Problem to work on - Print the first line of the records below and every line after it, up to and including the line with "use crate::utils::date::parse_date;". Print nothing else.

Information given -
_ _ _ _ _

use crate::cli::commands::{ask_confirmation, open_authenticated};
use crate::cli::parser::{Cli, Commands, HoursCommand};
use crate::config::Config;
use crate::core::record_hours::RecordHoursLogic;
use crate::db::hours;
use crate::db::hours::HourFilter;
use crate::errors::AppResult;
use crate::ui::messages::{info, success, warning};
use crate::utils::date::parse_date;
use crate::utils::formatting::format_hours;
use crate::utils::table::Table;
use chrono::NaiveDate;

fn parse_bound(label: &str, value: &Option<String>) -> Option<NaiveDate> {
    let raw = value.as_deref()?;
    match parse_date(raw) {
        Some(d) => Some(d),
        None => {
            warning(format!(
                "Ignoring invalid {} filter '{}' (expected YYYY-MM-DD).",
                label, raw
            ));
            None
        }
    }
}

pub fn handle(cli: &Cli, cfg: &Config) -> AppResult<()> {
    let Commands::Hours(sub) = &cli.command else {
        return Ok(());
    };

    let (pool, admin) = open_authenticated(cli, cfg)?;
    let conn = &pool.conn;

    match sub {
        //
        // RECORD
        //
        HoursCommand::Record {
            employee,
            project,
            hours,
        } => {
            let record = RecordHoursLogic::apply(conn, &admin, *employee, *project, *hours)?;
            let verb = if record.is_fresh() {
                "recorded"
            } else {
                "overwritten"
            };
            success(format!(
                "{} hours {} for employee #{} on project #{} (record #{}).",
                format_hours(record.hours_worked),
                verb,
                record.employee_id,
                record.project_id,
                record.id
            ));
        }

        //
        // LIST
        //
        HoursCommand::List {
            employee,
            project,
            from,
            to,
        } => {
            let filter = HourFilter {
                employee_id: *employee,
                project_id: *project,
                date_from: parse_bound("from", from),
                date_to: parse_bound("to", to),
            };
            let list = hours::list_hour_records(conn, &admin, &filter)?;

            if list.is_empty() {
                info("No hour records found.");
                return Ok(());
            }

            let mut table = Table::new(["ID", "Employee", "Project", "Date", "Hours"]);
            let mut total = 0.0;
            for r in &list {
                total += r.hours_worked;
                table.add_row(vec![
                    r.id.to_string(),
                    format!("#{} {}", r.employee_id, r.employee_name),
                    format!("#{} {}", r.project_id, r.project_name),
                    r.project_date.to_string(),
                    format_hours(r.hours_worked),
                ]);
            }
            print!("{}", table.render());
            println!(
                "{} record(s), {} hours total",
                list.len(),
                format_hours(total)
            );
        }

        //
        // DEL
        //
        HoursCommand::Del { id, yes } => {
            let record = hours::get_hour_record(conn, &admin, *id)?;

            let prompt = format!(
                "Delete hour record #{} ({} hours, employee #{}, project #{})? This action is irreversible.",
                record.id,
                format_hours(record.hours_worked),
                record.employee_id,
                record.project_id
            );
            if !*yes && !ask_confirmation(&prompt) {
                info("Operation cancelled.");
                return Ok(());
            }

            hours::delete_hour_record(conn, &admin, *id)?;
            success(format!("Hour record #{} deleted.", id));
        }
    }

    Ok(())
}
// src/export/mod.rs

mod excel_date;
pub(crate) mod fs_utils;
mod json_csv;
pub mod logic;
mod model;
mod pdf;
mod pdf_export;
mod range;
pub mod report_pdf;
mod xlsx;

pub use logic::ExportLogic;
pub use model::HourExport;

use crate::ui::messages::success;
use clap::ValueEnum;
use std::path::Path;

/// Shared completion message for all export formats.
pub(crate) fn notify_export_success(label: &str, path: &Path) {
    success(format!("{label} export completed: {}", path.display()));
}

#[derive(Clone, Debug, ValueEnum)]
pub enum ExportFormat {
    Csv,
    Json,
    Xlsx,
    Pdf,
}

impl ExportFormat {
    pub fn as_str(&self) -> &'static str {
        match self {
            ExportFormat::Csv => "csv",
            ExportFormat::Json => "json",
            ExportFormat::Xlsx => "xlsx",
            ExportFormat::Pdf => "pdf",
        }
    }
}
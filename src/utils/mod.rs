pub mod colors;
pub mod date;
pub mod formatting;
pub mod path;
pub mod table;
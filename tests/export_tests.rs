use predicates::str::contains;
use std::fs;

mod common;
use common::{hb_auth, init_db_with_data, setup_test_db, temp_out};

fn has(haystack: &[u8], needle: &[u8]) -> bool {
    haystack.windows(needle.len()).any(|w| w == needle)
}

#[test]
fn test_export_csv_whole_archive() {
    let db_path = setup_test_db("export_csv_all");
    init_db_with_data(&db_path);
    let out = temp_out("export_csv_all", "csv");

    hb_auth(&db_path)
        .args(["export", "--format", "csv", "--file", &out])
        .assert()
        .success()
        .stdout(contains("CSV export completed:"));

    let content = fs::read_to_string(&out).unwrap();
    assert!(content.contains("id,employee,phone_number,project,project_date,hours_worked"));
    assert!(content.contains("Anna Schmidt"));
    assert!(content.contains("Bruno Keller"));
    assert!(content.contains("2025-09-01"));
    assert!(content.contains("2025-09-15"));
}

#[test]
fn test_export_json_month_range() {
    let db_path = setup_test_db("export_json_month");
    init_db_with_data(&db_path);
    common::add_project(&db_path, "Spring cleanup", "2026-03-20");
    common::record_hours(&db_path, "2", "3", "6");
    let out = temp_out("export_json_month", "json");

    hb_auth(&db_path)
        .args([
            "export", "--format", "json", "--file", &out, "--range", "2025-09",
        ])
        .assert()
        .success()
        .stdout(contains("JSON export completed:"));

    let content = fs::read_to_string(&out).unwrap();
    assert!(content.contains("\"employee\": \"Anna Schmidt\""));
    assert!(content.contains("2025-09-01"));
    assert!(!content.contains("Spring cleanup"));
}

#[test]
fn test_export_json_day_span() {
    let db_path = setup_test_db("export_json_span");
    init_db_with_data(&db_path);
    let out = temp_out("export_json_span", "json");

    // Only the first project day falls inside the span.
    hb_auth(&db_path)
        .args([
            "export", "--format", "json", "--file", &out, "--range",
            "2025-08-25:2025-09-10",
        ])
        .assert()
        .success();

    let content = fs::read_to_string(&out).unwrap();
    assert!(content.contains("Rewiring Mueller"));
    assert!(!content.contains("Office fit-out"));
}

#[test]
fn test_export_xlsx_writes_workbook() {
    let db_path = setup_test_db("export_xlsx");
    init_db_with_data(&db_path);
    let out = temp_out("export_xlsx", "xlsx");

    hb_auth(&db_path)
        .args(["export", "--format", "xlsx", "--file", &out])
        .assert()
        .success()
        .stdout(contains("XLSX export completed:"));

    // xlsx files are zip containers
    let bytes = fs::read(&out).unwrap();
    assert!(bytes.starts_with(b"PK"));
}

#[test]
fn test_export_pdf_carries_period_title() {
    let db_path = setup_test_db("export_pdf");
    init_db_with_data(&db_path);
    let out = temp_out("export_pdf", "pdf");

    hb_auth(&db_path)
        .args([
            "export", "--format", "pdf", "--file", &out, "--range", "2025-09",
        ])
        .assert()
        .success()
        .stdout(contains("PDF export completed:"));

    let bytes = fs::read(&out).unwrap();
    assert!(bytes.starts_with(b"%PDF"));
    assert!(has(&bytes, b"Logged hours for September 2025"));
    assert!(has(&bytes, b"Anna Schmidt"));
}

#[test]
fn test_export_empty_range_warns_and_writes_nothing() {
    let db_path = setup_test_db("export_empty_range");
    init_db_with_data(&db_path);
    let out = temp_out("export_empty_range", "csv");

    hb_auth(&db_path)
        .args([
            "export", "--format", "csv", "--file", &out, "--range", "2020-01",
        ])
        .assert()
        .success()
        .stdout(contains("No hour records found for selected range."));

    assert!(!std::path::Path::new(&out).exists());
}

#[test]
fn test_export_rejects_malformed_range() {
    let db_path = setup_test_db("export_bad_range");
    init_db_with_data(&db_path);
    let out = temp_out("export_bad_range", "csv");

    hb_auth(&db_path)
        .args([
            "export", "--format", "csv", "--file", &out, "--range", "09/2025",
        ])
        .assert()
        .failure()
        .stderr(contains("Invalid date format"));
}

#[test]
fn test_export_existing_file_requires_force() {
    let db_path = setup_test_db("export_force");
    init_db_with_data(&db_path);
    let out = temp_out("export_force", "csv");
    fs::write(&out, "placeholder").unwrap();

    hb_auth(&db_path)
        .args(["export", "--format", "csv", "--file", &out])
        .assert()
        .failure()
        .stdout(contains("already exists"))
        .stderr(contains("Cancelled: existing file not overwritten"));

    hb_auth(&db_path)
        .args(["export", "--format", "csv", "--file", &out, "-f"])
        .assert()
        .success();

    let content = fs::read_to_string(&out).unwrap();
    assert!(content.contains("Anna Schmidt"));
}
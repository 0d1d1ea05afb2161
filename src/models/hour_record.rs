use chrono::NaiveDate;
use serde::Serialize;

/// Hours an employee logged against one project. At most one record exists
/// per (employee, project) pair; recording again overwrites the hours.
#[derive(Debug, Clone, Serialize)]
pub struct HourRecord {
    pub id: i64,
    pub employee_id: i64,  // ⇔ hour_records.employee_id (FK, cascade)
    pub project_id: i64,   // ⇔ hour_records.project_id (FK, cascade)
    pub hours_worked: f64, // ⇔ hour_records.hours_worked (REAL >= 0)
    pub created_at: String,
    pub updated_at: String,
}

impl HourRecord {
    /// True until the record has been overwritten at least once.
    pub fn is_fresh(&self) -> bool {
        self.created_at == self.updated_at
    }
}

/// Listing row: the record joined with both parents' display fields.
#[derive(Debug, Clone, Serialize)]
pub struct HourRecordRow {
    pub id: i64,
    pub employee_id: i64,
    pub employee_name: String,
    pub project_id: i64,
    pub project_name: String,
    pub project_date: NaiveDate,
    pub hours_worked: f64,
    pub created_at: String,
}
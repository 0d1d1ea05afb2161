#![allow(dead_code)]
use assert_cmd::{Command, cargo_bin_cmd};
use std::env;
use std::fs;
use std::path::PathBuf;

/// Token used for the admin account in every test database.
pub const TOKEN: &str = "test-admin-token";

pub fn hb() -> Command {
    cargo_bin_cmd!("hourbook")
}

/// hourbook invocation against the given DB with the admin token preset
pub fn hb_auth(db_path: &str) -> Command {
    let mut cmd = hb();
    cmd.env("HOURBOOK_ADMIN_TOKEN", TOKEN);
    cmd.args(["--db", db_path]);
    cmd
}

/// Create a unique test DB path inside the system temp dir and remove any existing file
pub fn setup_test_db(name: &str) -> String {
    let mut path: PathBuf = env::temp_dir();
    path.push(format!("{}_hourbook.sqlite", name));
    let db_path = path.to_string_lossy().to_string();
    fs::remove_file(&db_path).ok();
    db_path
}

/// Create a temporary output file path inside tempdir and ensure it's removed
pub fn temp_out(name: &str, ext: &str) -> String {
    let mut path: PathBuf = env::temp_dir();
    path.push(format!("{}_out.{}", name, ext));
    let p = path.to_string_lossy().to_string();
    fs::remove_file(&p).ok();
    p
}

/// Initialize the schema and the test admin account (no config file writes)
pub fn init_db(db_path: &str) {
    hb()
        .args(["--db", db_path, "--test", "init", "--admin-token", TOKEN])
        .assert()
        .success();
}

pub fn add_employee(
    db_path: &str,
    first: &str,
    last: &str,
    phone: &str,
    role: &str,
    rate: Option<&str>,
) {
    let mut cmd = hb_auth(db_path);
    cmd.args(["employee", "add", first, last, "--phone", phone, "--role", role]);
    if let Some(r) = rate {
        cmd.args(["--rate", r]);
    }
    cmd.assert().success();
}

pub fn add_project(db_path: &str, name: &str, date: &str) {
    hb_auth(db_path)
        .args(["project", "add", name, "--date", date])
        .assert()
        .success();
}

pub fn record_hours(db_path: &str, employee: &str, project: &str, hours: &str) {
    hb_auth(db_path)
        .args([
            "hours", "record", "--employee", employee, "--project", project, "--hours", hours,
        ])
        .assert()
        .success();
}

/// Initialize DB and add a small dataset useful for many tests.
///
/// Employees: #1 Anna Schmidt (Electrician, €20/h), #2 Bruno Keller (Foreman, unrated).
/// Projects:  #1 "Rewiring Mueller" on 2025-09-01, #2 "Office fit-out" on 2025-09-15.
/// Hours:     Anna 8 on #1, Anna 5.5 on #2, Bruno 4 on #1 (17.5 total).
pub fn init_db_with_data(db_path: &str) {
    init_db(db_path);

    add_employee(
        db_path,
        "Anna",
        "Schmidt",
        "+49 151 1111111",
        "Electrician",
        Some("20"),
    );
    add_employee(db_path, "Bruno", "Keller", "+49 151 2222222", "Foreman", None);

    add_project(db_path, "Rewiring Mueller", "2025-09-01");
    add_project(db_path, "Office fit-out", "2025-09-15");

    record_hours(db_path, "1", "1", "8");
    record_hours(db_path, "1", "2", "5.5");
    record_hours(db_path, "2", "1", "4");
}
//! SQLite connection wrapper (lightweight for CLI usage).

use rusqlite::{Connection, Result};
use std::path::Path;

pub struct DbPool {
    pub conn: Connection,
}

impl DbPool {
    /// Open the database file. SQLite ships with foreign keys disabled,
    /// and cascade deletes depend on them, so the pragma is set per
    /// connection.
    pub fn new(path: &str) -> Result<Self> {
        let conn = Connection::open(Path::new(path))?;
        conn.execute_batch("PRAGMA foreign_keys = ON;")?;
        Ok(Self { conn })
    }
}
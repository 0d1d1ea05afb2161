use crate::errors::AppResult;
use chrono::Local;
use rusqlite::Connection;
use rusqlite::params;

/// Write an internal log line into the `log` table.
/// Mutating store operations call this with the acting admin in the message.
pub fn oplog(conn: &Connection, operation: &str, target: &str, message: &str) -> AppResult<()> {
    let now = Local::now().to_rfc3339();

    let mut stmt = conn.prepare_cached(
        "INSERT INTO log (date, operation, target, message)
         VALUES (?1, ?2, ?3, ?4)",
    )?;

    stmt.execute(params![now, operation, target, message])?;

    Ok(())
}
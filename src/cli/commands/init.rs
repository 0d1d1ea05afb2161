use crate::auth;
use crate::cli::parser::{Cli, Commands};
use crate::config::Config;
use crate::db::initialize::init_db;
use crate::db::log::oplog;
use crate::db::pool::DbPool;
use crate::errors::AppResult;
use crate::ui::messages::{info, success, warning};

/// Handle the `init` command
///
/// This initializes:
///  - the config directory (if missing)
///  - the configuration file
///  - the SQLite database (prod or test mode)
///  - all pending DB migrations
///  - the first admin account
pub fn handle(cli: &Cli, cfg: &Config) -> AppResult<()> {
    if let Commands::Init {
        admin_user,
        admin_token,
    } = &cli.command
    {
        Config::init_all(cli.db.clone(), cli.test)?;

        println!("⚙️  Initializing hourbook…");
        println!("📄 Config file : {}", Config::config_file().display());
        println!("🗄️  Database   : {}", &cfg.database);

        let pool = DbPool::new(&cfg.database)?;
        init_db(&pool.conn)?;
        success(format!("Database initialized at {}", &cfg.database));

        // First admin account. Re-running init never rotates an existing
        // token, so a mistyped `init` cannot lock anyone out.
        let token = match admin_token {
            Some(t) => t.clone(),
            None => auth::generate_token(),
        };

        if auth::create_admin(&pool.conn, admin_user, &token)? {
            success(format!("Admin user '{}' created", admin_user));
            println!("🔑 Admin token : {}", token);
            warning("Store this token safely, it is not shown again.");
        } else {
            info(format!(
                "Admin user '{}' already exists, token unchanged.",
                admin_user
            ));
        }

        if let Err(e) = oplog(
            &pool.conn,
            "init",
            "database",
            &format!("Database initialized at {}", &cfg.database),
        ) {
            eprintln!("⚠️ Failed to write internal log: {}", e);
        }

        println!("🎉 hourbook initialization completed!");
    }
    Ok(())
}
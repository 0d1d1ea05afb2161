//! Database backup: copy the SQLite file, optionally into a zip archive.

use crate::auth::Admin;
use crate::config::Config;
use crate::db::log::oplog;
use crate::errors::AppResult;
use rusqlite::Connection;
use std::fs;
use std::path::{Path, PathBuf};
use zip::ZipWriter;
use zip::write::FileOptions;

pub struct BackupLogic;

impl BackupLogic {
    pub fn backup(
        conn: &Connection,
        admin: &Admin,
        cfg: &Config,
        dest: &Path,
        compress: bool,
    ) -> AppResult<PathBuf> {
        let src = Path::new(&cfg.database);
        if !src.exists() {
            return Err(std::io::Error::new(
                std::io::ErrorKind::NotFound,
                format!("Database not found: {}", src.display()),
            )
            .into());
        }

        if let Some(parent) = dest.parent() {
            fs::create_dir_all(parent)?;
        }

        fs::copy(src, dest)?;

        let final_path = if compress {
            let compressed = compress_backup(dest)?;
            if compressed != dest.to_path_buf()
                && let Err(e) = fs::remove_file(dest)
            {
                eprintln!("⚠️ Failed to remove uncompressed backup: {}", e);
            }
            compressed
        } else {
            dest.to_path_buf()
        };

        oplog(
            conn,
            "backup",
            &final_path.to_string_lossy(),
            &format!(
                "Backup {}created by {}",
                if compress { "compressed and " } else { "" },
                admin.username
            ),
        )?;

        Ok(final_path)
    }
}

/// Compress a backup using .zip
fn compress_backup(path: &Path) -> AppResult<PathBuf> {
    let zip_path = path.with_extension("zip");
    let file = fs::File::create(&zip_path)?;
    let mut zip = ZipWriter::new(file);

    let options: FileOptions<'_, ()> =
        FileOptions::default().compression_method(zip::CompressionMethod::Deflated);

    let mut f = fs::File::open(path)?;
    let name = path
        .file_name()
        .map(|n| n.to_string_lossy().to_string())
        .unwrap_or_else(|| "database.sqlite".to_string());
    zip.start_file(name, options).map_err(std::io::Error::other)?;

    std::io::copy(&mut f, &mut zip)?;
    zip.finish().map_err(std::io::Error::other)?;

    Ok(zip_path)
}
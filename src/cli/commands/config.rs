use crate::cli::parser::{Cli, Commands};
use crate::config::{Config, migrate::migrate_add_organization};
use crate::db::pool::DbPool;
use crate::errors::{AppError, AppResult};
use crate::ui::messages::{success, warning};

/// Handle the `config` subcommand. Works on local files only, so it
/// never asks for a token.
pub fn handle(cli: &Cli, cfg: &Config) -> AppResult<()> {
    if let Commands::Config {
        print_config,
        check,
        migrate,
    } = &cli.command
    {
        let path = Config::config_file();

        // ---- PRINT CONFIG ----
        if *print_config {
            println!("📄 Current configuration ({}):\n", path.display());
            let yaml = serde_yaml::to_string(&cfg)
                .map_err(|e| AppError::Config(format!("config serialize error: {e}")))?;
            println!("{}", yaml);
        }

        // ---- CHECK ----
        if *check {
            if !path.exists() {
                warning(format!(
                    "No configuration file at {}; defaults are in effect. Run `hourbook init`.",
                    path.display()
                ));
                return Ok(());
            }

            let content = std::fs::read_to_string(&path)?;
            let yaml: serde_yaml::Value = serde_yaml::from_str(&content)
                .map_err(|e| AppError::Config(format!("unparseable config file: {e}")))?;

            let mut missing = Vec::new();
            for key in ["database", "organization"] {
                if yaml.get(key).is_none() {
                    missing.push(key);
                }
            }

            if missing.is_empty() {
                success("Configuration file is complete.");
            } else {
                for key in &missing {
                    warning(format!("Missing configuration key: {}", key));
                }
                println!("Run `hourbook config --migrate` to fill in the defaults.");
            }
        }

        // ---- MIGRATE ----
        if *migrate {
            let pool = DbPool::new(&cfg.database)?;
            migrate_add_organization(&pool.conn)?;
        }
    }

    Ok(())
}
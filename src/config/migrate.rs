use crate::ui::messages::success;
use rusqlite::{Connection, Error, OptionalExtension};
use serde_yaml::Value;
use std::fs;

const VERSION: &str = "20250701_0003_add_organization";

fn sqlite_failure(msg: String) -> Error {
    Error::SqliteFailure(rusqlite::ffi::Error::new(1), Some(msg))
}

/// Migration that adds the `organization` parameter to the YAML config,
/// if missing, and marks the migration as applied in the `log` table.
///
/// Configuration files written before reports carried an organization
/// header lack the key; `Config::load` papers over that with the default,
/// this migration makes it explicit in the file.
pub fn migrate_add_organization(conn: &Connection) -> Result<(), Error> {
    // Ensure log table exists (the stamp lives there)
    conn.execute_batch(
        "CREATE TABLE IF NOT EXISTS log (
            id INTEGER PRIMARY KEY AUTOINCREMENT,
            date TEXT NOT NULL,
            operation TEXT NOT NULL,
            target TEXT DEFAULT '',
            message TEXT NOT NULL
        );",
    )?;

    // Check if already applied
    let mut chk = conn.prepare(
        "SELECT 1 FROM log WHERE operation = 'migration_applied' AND target = ?1 LIMIT 1",
    )?;
    if chk.query_row([VERSION], |_| Ok(())).optional()?.is_some() {
        return Ok(()); // already applied
    }

    let conf_file = super::Config::config_file();

    if conf_file.exists() {
        let content = fs::read_to_string(&conf_file)
            .map_err(|e| sqlite_failure(format!("Failed to read config {:?}: {}", conf_file, e)))?;

        if let Ok(mut yaml) = serde_yaml::from_str::<Value>(&content)
            && let Some(map) = yaml.as_mapping_mut()
        {
            let key = Value::String("organization".to_string());

            if !map.contains_key(&key) {
                map.insert(key.clone(), Value::String("ZeenAlZein".to_string()));

                // Serialize updated YAML
                let serialized = serde_yaml::to_string(&yaml).map_err(|e| {
                    sqlite_failure(format!(
                        "Failed to serialize updated config {:?}: {}",
                        conf_file, e
                    ))
                })?;

                // Inject documentation comment right after the `organization` line
                let mut new_content = String::new();

                for line in serialized.lines() {
                    new_content.push_str(line);
                    new_content.push('\n');

                    if line.starts_with("organization:") {
                        new_content
                            .push_str("# organization name printed on report headers\n");
                    }
                }

                fs::write(&conf_file, new_content).map_err(|e| {
                    sqlite_failure(format!(
                        "Failed to write updated config {:?}: {}",
                        conf_file, e
                    ))
                })?;
            }
        }
    }

    conn.execute(
        "INSERT INTO log (date, operation, target, message)
         VALUES (datetime('now'), 'migration_applied', ?1, ?2)",
        [VERSION, "Added organization parameter to config"],
    )?;

    success(format!(
        "Migration applied: {} — added organization parameter to config.",
        VERSION
    ));

    Ok(())
}
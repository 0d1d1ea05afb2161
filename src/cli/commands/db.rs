use crate::cli::parser::{Cli, Commands};
use crate::config::Config;
use crate::db::migrate::run_pending_migrations;
use crate::db::pool::DbPool;
use crate::db::stats;
use crate::errors::AppResult;
use crate::utils::colors::{CYAN, GREEN, RED, RESET};

/// Database maintenance. Runs without a token so a fresh database can be
/// migrated before any admin account exists.
pub fn handle(cli: &Cli, cfg: &Config) -> AppResult<()> {
    if let Commands::Db {
        migrate,
        check,
        vacuum,
        info,
    } = &cli.command
    {
        // Single shared instance
        let mut pool: Option<DbPool> = None;

        // Helper to obtain the DbPool (NOT a closure!)
        fn get_pool<'a>(pool: &'a mut Option<DbPool>, db_path: &str) -> AppResult<&'a mut DbPool> {
            if pool.is_none() {
                *pool = Some(DbPool::new(db_path)?);
            }
            Ok(pool.as_mut().unwrap())
        }

        //
        // 1) MIGRATE
        //
        if *migrate {
            let pool = get_pool(&mut pool, &cfg.database)?;
            println!("{}▶ Running migrations…{}", CYAN, RESET);
            run_pending_migrations(&pool.conn)?;
            println!("{}✔ Migration completed.{}\n", GREEN, RESET);
        }

        //
        // 2) INFO
        //
        if *info {
            let pool = get_pool(&mut pool, &cfg.database)?;
            stats::print_db_info(pool, &cfg.database)?;
        }

        //
        // 3) CHECK
        //
        if *check {
            let pool = get_pool(&mut pool, &cfg.database)?;

            println!("{}▶ Running integrity check…{}", CYAN, RESET);

            let integrity: String = pool
                .conn
                .query_row("PRAGMA integrity_check;", [], |row| row.get(0))?;

            if integrity == "ok" {
                println!("{}✔ Integrity check passed.{}\n", GREEN, RESET);
            } else {
                println!("{}✘ Integrity check failed:{} {}\n", RED, RESET, integrity);
            }
        }

        //
        // 4) VACUUM
        //
        if *vacuum {
            let pool = get_pool(&mut pool, &cfg.database)?;
            println!("{}▶ Running VACUUM…{}", CYAN, RESET);

            pool.conn.execute_batch("VACUUM;")?;

            println!("{}✔ Vacuum completed.{}\n", GREEN, RESET);
        }
    }

    Ok(())
}
pub mod backup;
pub mod config;
pub mod db;
pub mod employee;
pub mod export;
pub mod hours;
pub mod init;
pub mod log;
pub mod project;
pub mod report;
pub mod stats;

use crate::auth::{self, Admin};
use crate::cli::parser::Cli;
use crate::config::Config;
use crate::db::pool::DbPool;
use crate::errors::AppResult;
use crate::ui::messages::warning;
use std::io::{self, Write};

/// Open the configured database and authenticate the calling admin.
///
/// Every command that reads or writes business data goes through here;
/// only local maintenance (`init`, `db`, `config`) skips it, since those
/// must work before any admin account exists.
pub(crate) fn open_authenticated(cli: &Cli, cfg: &Config) -> AppResult<(DbPool, Admin)> {
    let pool = DbPool::new(&cfg.database)?;
    let token = auth::resolve_token(cli.token.as_deref())?;
    let admin = auth::authenticate(&pool.conn, &token)?;
    Ok((pool, admin))
}

/// Ask a yes/no confirmation from the user
pub(crate) fn ask_confirmation(prompt: &str) -> bool {
    warning(prompt);
    print!("Confirm [y/N]: ");
    let _ = io::stdout().flush();

    let mut s = String::new();
    if io::stdin().read_line(&mut s).is_ok() {
        matches!(s.trim().to_lowercase().as_str(), "y" | "yes")
    } else {
        false
    }
}
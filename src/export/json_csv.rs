// src/export/json_csv.rs

use crate::errors::{AppError, AppResult};
use crate::export::{HourExport, notify_export_success};
use crate::ui::messages::info;
use std::fs::File;
use std::io::{self, Write};
use std::path::Path;

/// Export JSON, pretty-printed.
pub(crate) fn export_json(records: &[HourExport], path: &Path) -> AppResult<()> {
    info(format!("Exporting to JSON: {}", path.display()));

    let json_data = serde_json::to_string_pretty(records)
        .map_err(|e| AppError::from(io::Error::other(format!("JSON serialization error: {e}"))))?;

    let mut file = File::create(path)?;
    file.write_all(json_data.as_bytes())?;

    notify_export_success("JSON", path);
    Ok(())
}

/// Export CSV (header row comes from serde field names).
pub(crate) fn export_csv(records: &[HourExport], path: &Path) -> AppResult<()> {
    info(format!("Exporting to CSV: {}", path.display()));

    let mut wtr = csv::Writer::from_path(path)
        .map_err(|e| AppError::from(io::Error::other(format!("CSV open error: {e}"))))?;

    for item in records {
        wtr.serialize(item)
            .map_err(|e| AppError::from(io::Error::other(format!("CSV write error: {e}"))))?;
    }

    wtr.flush()
        .map_err(|e| AppError::from(io::Error::other(format!("CSV flush error: {e}"))))?;

    notify_export_success("CSV", path);
    Ok(())
}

_ _ _ _ _

The answer -
use crate::cli::commands::{ask_confirmation, open_authenticated};
use crate::cli::parser::{Cli, Commands, HoursCommand};
use crate::config::Config;
use crate::core::record_hours::RecordHoursLogic;
use crate::db::hours;
use crate::db::hours::HourFilter;
use crate::errors::AppResult;
use crate::ui::messages::{info, success, warning};
use crate::utils::date::parse_date;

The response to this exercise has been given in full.